[Exercise prompt]: The line containing "impl fmt::Display for StableId" marks the end: write out exactly every line from the first line of the data below through that line, and only those.

[Source data]:
//! Core type definitions shared by the registry, node model and coordinator
//!
//! Key design principles:
//! 1. Two identity spaces, two distinct types: a `VolatileId` can never be
//!    passed where a `StableId` is expected
//! 2. Use u32 for ids (CDP ids are 32-bit ints)
//! 3. Cross-references are ids resolved through the registry, never pointers

use serde::{Deserialize, Serialize};
use std::fmt;

/// Long-lived node identity (CDP `backendNodeId`)
///
/// The only id safe to hold across time. Parent/child links use it.
#[derive(Debug, Clone, Copy, PartialEq, Eq, Hash, PartialOrd, Ord, Serialize, Deserialize)]
#[serde(transparent)]
pub struct StableId(pub u32);

/// Short-lived RPC handle (CDP `nodeId`)
///
/// Valid only within the current document generation. `0` on the wire means
/// "not assigned" and is never stored.
#[derive(Debug, Clone, Copy, PartialEq, Eq, Hash, PartialOrd, Ord, Serialize, Deserialize)]
#[serde(transparent)]
pub struct VolatileId(pub u32);

impl fmt::Display for StableId {
    fn fmt(&self, f: &mut fmt::Formatter<'_>) -> fmt::Result {
        write!(f, "b{}", self.0)
    }
}

impl fmt::Display for VolatileId {
    fn fmt(&self, f: &mut fmt::Formatter<'_>) -> fmt::Result {
        write!(f, "n{}", self.0)
    }
}

/// Frame identifier from CDP
pub type FrameId = String;

/// Runtime remote object identifier from CDP
pub type RemoteObjectId = String;

/// One content quad: four (x, y) corners, clockwise from top-left
pub type Quad = [f64; 8];

/// Node type matching DOM specification
#[derive(Debug, Clone, Copy, PartialEq, Eq, Hash, Serialize, Deserialize)]
#[repr(u8)]
pub enum NodeType {
    Element = 1,
    Attribute = 2,
    Text = 3,
    CdataSection = 4,
    EntityReference = 5,
    Entity = 6,
    ProcessingInstruction = 7,
    Comment = 8,
    Document = 9,
    DocumentType = 10,
    DocumentFragment = 11,
    Notation = 12,
}

impl NodeType {
    /// Standard node type codes 1..=12; anything else is not a DOM node
    pub fn from_u8(value: u8) -> Option<Self> {
        match value {
            1 => Some(NodeType::Element),
            2 => Some(NodeType::Attribute),
            3 => Some(NodeType::Text),
            4 => Some(NodeType::CdataSection),
            5 => Some(NodeType::EntityReference),
            6 => Some(NodeType::Entity),
            7 => Some(NodeType::ProcessingInstruction),
            8 => Some(NodeType::Comment),
            9 => Some(NodeType::Document),
            10 => Some(NodeType::DocumentType),
            11 => Some(NodeType::DocumentFragment),
            12 => Some(NodeType::Notation),
            _ => None,
        }
    }
}

/// Shadow root type from CDP
#[derive(Debug, Clone, Copy, PartialEq, Eq, Serialize, Deserialize)]
#[serde(rename_all = "kebab-case")]
pub enum ShadowRootType {
    UserAgent,
    Open,
    Closed,
}

/// Rectangle with coordinates
#[derive(Debug, Clone, Copy, PartialEq, Serialize, Deserialize)]
pub struct DomRect {
    pub x: f64,
    pub y: f64,
    pub width: f64,
    pub height: f64,
}

impl DomRect {
    pub fn new(x: f64, y: f64, width: f64, height: f64) -> Self {
        Self {
            x,
            y,
            width,
            height,
        }
    }

    /// Axis-aligned bounding box of a set of quads; `None` when empty
    pub fn bounding(quads: &[Quad]) -> Option<Self> {
        let mut xs = quads.iter().flat_map(|q| q.iter().step_by(2).copied());
        let first_x = xs.next()?;
        let (min_x, max_x) = xs.fold((first_x, first_x), |(lo, hi), x| (lo.min(x), hi.max(x)));

        let mut ys = quads.iter().flat_map(|q| q.iter().skip(1).step_by(2).copied());
        let first_y = ys.next()?;
        let (min_y, max_y) = ys.fold((first_y, first_y), |(lo, hi), y| (lo.min(y), hi.max(y)));

        Some(Self::new(min_x, min_y, max_x - min_x, max_y - min_y))
    }
}
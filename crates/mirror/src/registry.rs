//! Node registry: the arena that owns every mirrored node
//!
//! ## Memory Layout
//!
//! ```text
//! slots:      [Some(Node)][None][Some(Node)]...   arena, updated in place
//! by_stable:  StableId   -> slot index
//! by_volatile: VolatileId -> StableId
//! ```
//!
//! Nodes never move between slots while they live, so "the same node" is
//! "the same slot". Freed slots are reused after removal or reset.
//!
//! Invariants:
//! - every `StableId` reachable through `by_volatile` is in `by_stable`
//! - after any public call returns, every id listed in a node's `children`,
//!   `shadow_roots` or frame `content_document` is registered
//!
//! Missing ids are never errors here: removal of an absent node, or a
//! mutation naming one, is a no-op the caller may log.

use crate::descriptor::NodeDescriptor;
use crate::error::Result;
use crate::node::{MirrorNode, NodeKind};
use crate::selector;
use crate::types::{StableId, VolatileId};
use ahash::AHashMap;

/// Where [`NodeRegistry::insert_child`] places the new child
#[derive(Debug, Clone, Copy, PartialEq, Eq)]
pub enum InsertAt {
    First,
    After(StableId),
    Last,
}

#[derive(Debug, Default)]
pub struct NodeRegistry {
    slots: Vec<Option<MirrorNode>>,
    free: Vec<usize>,
    by_stable: AHashMap<StableId, usize>,
    by_volatile: AHashMap<VolatileId, StableId>,
    /// How many live nodes carry each CSS class
    classes: AHashMap<String, usize>,
    /// Nodes that name a parent (`parentId`) without being listed under it
    adopted: AHashMap<StableId, Vec<StableId>>,
    root: Option<StableId>,
}

fn class_list(node: &MirrorNode) -> Vec<String> {
    node.attr("class")
        .map(|c| c.split_whitespace().map(str::to_string).collect())
        .unwrap_or_default()
}
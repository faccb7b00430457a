//! CDP Client - The Core Communication Layer
//!
//! Design decisions:
//! 1. Single WebSocket per browser connection (no per-session WS overhead)
//! 2. Async message passing - no locks on send/receive path
//! 3. Request/response matching via ID, events fanned out to domain streams
//! 4. Fail fast - no retries, no queuing. Let the caller decide.
//!
//! Events are routed from a single reader task, one message at a time, so
//! every subscriber observes events in the order the browser produced them.

use dashmap::DashMap;
use futures_util::{stream::SplitSink, SinkExt, StreamExt};
use serde_json::Value;
use std::sync::atomic::{AtomicU64, Ordering};
use std::sync::Arc;
use std::time::Duration;
use thiserror::Error;
use tokio::net::TcpStream;
use tokio::sync::{mpsc, oneshot, RwLock};
use tokio_tungstenite::tungstenite::Message;
use tokio_tungstenite::{connect_async, MaybeTlsStream, WebSocketStream};

use crate::protocol::*;

type WsSink = SplitSink<WebSocketStream<MaybeTlsStream<TcpStream>>, Message>;

/// Default time to wait for a command response
pub const DEFAULT_REQUEST_TIMEOUT: Duration = Duration::from_secs(30);

#[derive(Error, Debug)]
pub enum CDPError {
    #[error("WebSocket error: {0}")]
    WebSocket(#[from] tokio_tungstenite::tungstenite::Error),

    #[error("JSON error: {0}")]
    Json(#[from] serde_json::Error),

    #[error("CDP protocol error: {code} - {message}")]
    Protocol { code: i32, message: String },

    #[error("Request timeout")]
    Timeout,

    #[error("Connection closed")]
    Closed,

    #[error("Invalid response for request {0}")]
    InvalidResponse(RequestId),

    #[error("Missing {0} in response")]
    MissingField(&'static str),

    #[error("Invalid endpoint URL: {0}")]
    InvalidUrl(String),
}

/// Result type for CDP operations
pub type Result<T> = std::result::Result<T, CDPError>;

/// Ordered event stream for one domain, optionally scoped to one session
struct DomainSubscriber {
    session_id: Option<SessionId>,
    tx: mpsc::UnboundedSender<CDPEvent>,
}

/// Routing tables shared between the client handle and its reader task
#[derive(Default)]
struct Router {
    /// Key: request_id, Value: oneshot sender for the reply
    pending: DashMap<RequestId, oneshot::Sender<Reply>>,

    /// Key: domain name (e.g., "DOM"), Value: channel subscribers
    domain_subscribers: DashMap<String, Vec<DomainSubscriber>>,
}

impl Router {
    fn route(&self, text: &str) -> Result<()> {
        match Inbound::parse(text)? {
            Some(Inbound::Reply(reply)) => {
                if let Some((_, tx)) = self.pending.remove(&reply.id) {
                    let _ = tx.send(reply); // Ignore send errors (receiver dropped)
                } else {
                    tracing::warn!("Received response for unknown request: {}", reply.id);
                }
            }
            Some(Inbound::Event(event)) => {
                if let Some(mut subscribers) = self.domain_subscribers.get_mut(event.domain()) {
                    // Closed receivers are pruned as they are found
                    subscribers.retain(|sub| {
                        !event.visible_to(sub.session_id.as_deref()) || sub.tx.send(event.clone()).is_ok()
                    });
                }
            }
            None => tracing::debug!("Ignoring frame without id or method"),
        }

        Ok(())
    }

    /// Drop everything so waiters observe `Closed` and streams end
    fn shutdown(&self) {
        self.pending.clear();
        self.domain_subscribers.clear();
    }
}

/// CDP Client - manages single WebSocket connection to browser
pub struct CDPClient {
    /// Monotonic request ID counter
    next_id: AtomicU64,

    router: Arc<Router>,

    /// WebSocket write half (wrapped for concurrent sending)
    ws_sink: Arc<RwLock<WsSink>>,

    /// Stops the reader task
    shutdown_tx: mpsc::Sender<()>,

    request_timeout: Duration,
}

impl CDPClient {
    /// Connect to Chrome DevTools Protocol endpoint
    pub async fn connect(ws_url: &str) -> Result<Arc<Self>> {
        Self::connect_with_timeout(ws_url, DEFAULT_REQUEST_TIMEOUT).await
    }

    /// Connect with a custom per-request timeout
    pub async fn connect_with_timeout(ws_url: &str, request_timeout: Duration) -> Result<Arc<Self>> {
        let parsed = url::Url::parse(ws_url).map_err(|e| CDPError::InvalidUrl(e.to_string()))?;
        if !matches!(parsed.scheme(), "ws" | "wss") {
            return Err(CDPError::InvalidUrl(format!(
                "expected ws:// or wss://, got {}",
                parsed.scheme()
            )));
        }

        let (ws_stream, _) = connect_async(ws_url).await?;
        let (sink, mut stream) = ws_stream.split();
        let (shutdown_tx, mut shutdown_rx) = mpsc::channel::<()>(1);

        let router = Arc::new(Router::default());
        let client = Arc::new(Self {
            next_id: AtomicU64::new(1),
            router: router.clone(),
            ws_sink: Arc::new(RwLock::new(sink)),
            shutdown_tx,
            request_timeout,
        });

        tokio::spawn(async move {
            loop {
                tokio::select! {
                    msg = stream.next() => {
                        match msg {
                            Some(Ok(Message::Text(text))) => {
                                if let Err(e) = router.route(&text) {
                                    tracing::error!("Failed to handle message: {}", e);
                                }
                            }
                            Some(Ok(Message::Close(_))) | None => {
                                tracing::info!("WebSocket closed");
                                break;
                            }
                            Some(Err(e)) => {
                                tracing::error!("WebSocket error: {}", e);
                                break;
                            }
                            _ => {}
                        }
                    }
                    _ = shutdown_rx.recv() => {
                        tracing::info!("Shutdown signal received");
                        break;
                    }
                }
            }

            router.shutdown();
        });

        Ok(client)
    }

    /// Send CDP request and wait for response
    pub async fn send_request(
        &self,
        method: &str,
        params: Option<Value>,
        session_id: Option<&str>,
    ) -> Result<Value> {
        let id = self.next_id.fetch_add(1, Ordering::SeqCst);
        let json = serde_json::to_string(&Command {
            id,
            method,
            params: params.as_ref(),
            session_id,
        })?;

        let (tx, rx) = oneshot::channel();
        self.router.pending.insert(id, tx);

        tracing::debug!(id, method, "CDP request");
        let mut sink = self.ws_sink.write().await;
        if let Err(e) = sink.send(Message::Text(json)).await {
            self.router.pending.remove(&id);
            return Err(CDPError::WebSocket(e));
        }
        drop(sink); // Release lock immediately

        let reply = match tokio::time::timeout(self.request_timeout, rx).await {
            Ok(Ok(reply)) => reply,
            Ok(Err(_)) => return Err(CDPError::Closed),
            Err(_) => {
                self.router.pending.remove(&id);
                return Err(CDPError::Timeout);
            }
        };

        if reply.id != id {
            return Err(CDPError::InvalidResponse(id));
        }

        reply.outcome.map_err(|error| CDPError::Protocol {
            code: error.code,
            message: error.message,
        })
    }

    /// Ordered stream of every event in `domain`
    ///
    /// With `session_id` set, only events flattened from that session are
    /// delivered. The stream ends when the connection closes.
    pub fn subscribe_domain(
        &self,
        domain: impl Into<String>,
        session_id: Option<SessionId>,
    ) -> mpsc::UnboundedReceiver<CDPEvent> {
        let (tx, rx) = mpsc::unbounded_channel();
        self.router
            .domain_subscribers
            .entry(domain.into())
            .or_default()
            .push(DomainSubscriber { session_id, tx });
        rx
    }

    /// Close connection gracefully
    pub async fn close(self: Arc<Self>) -> Result<()> {
        let _ = self.shutdown_tx.send(()).await;
        let mut sink = self.ws_sink.write().await;
        sink.close().await?;
        Ok(())
    }
}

[Task answer]:
//! Core type definitions shared by the registry, node model and coordinator
//!
//! Key design principles:
//! 1. Two identity spaces, two distinct types: a `VolatileId` can never be
//!    passed where a `StableId` is expected
//! 2. Use u32 for ids (CDP ids are 32-bit ints)
//! 3. Cross-references are ids resolved through the registry, never pointers

use serde::{Deserialize, Serialize};
use std::fmt;

/// Long-lived node identity (CDP `backendNodeId`)
///
/// The only id safe to hold across time. Parent/child links use it.
#[derive(Debug, Clone, Copy, PartialEq, Eq, Hash, PartialOrd, Ord, Serialize, Deserialize)]
#[serde(transparent)]
pub struct StableId(pub u32);

/// Short-lived RPC handle (CDP `nodeId`)
///
/// Valid only within the current document generation. `0` on the wire means
/// "not assigned" and is never stored.
#[derive(Debug, Clone, Copy, PartialEq, Eq, Hash, PartialOrd, Ord, Serialize, Deserialize)]
#[serde(transparent)]
pub struct VolatileId(pub u32);

impl fmt::Display for StableId {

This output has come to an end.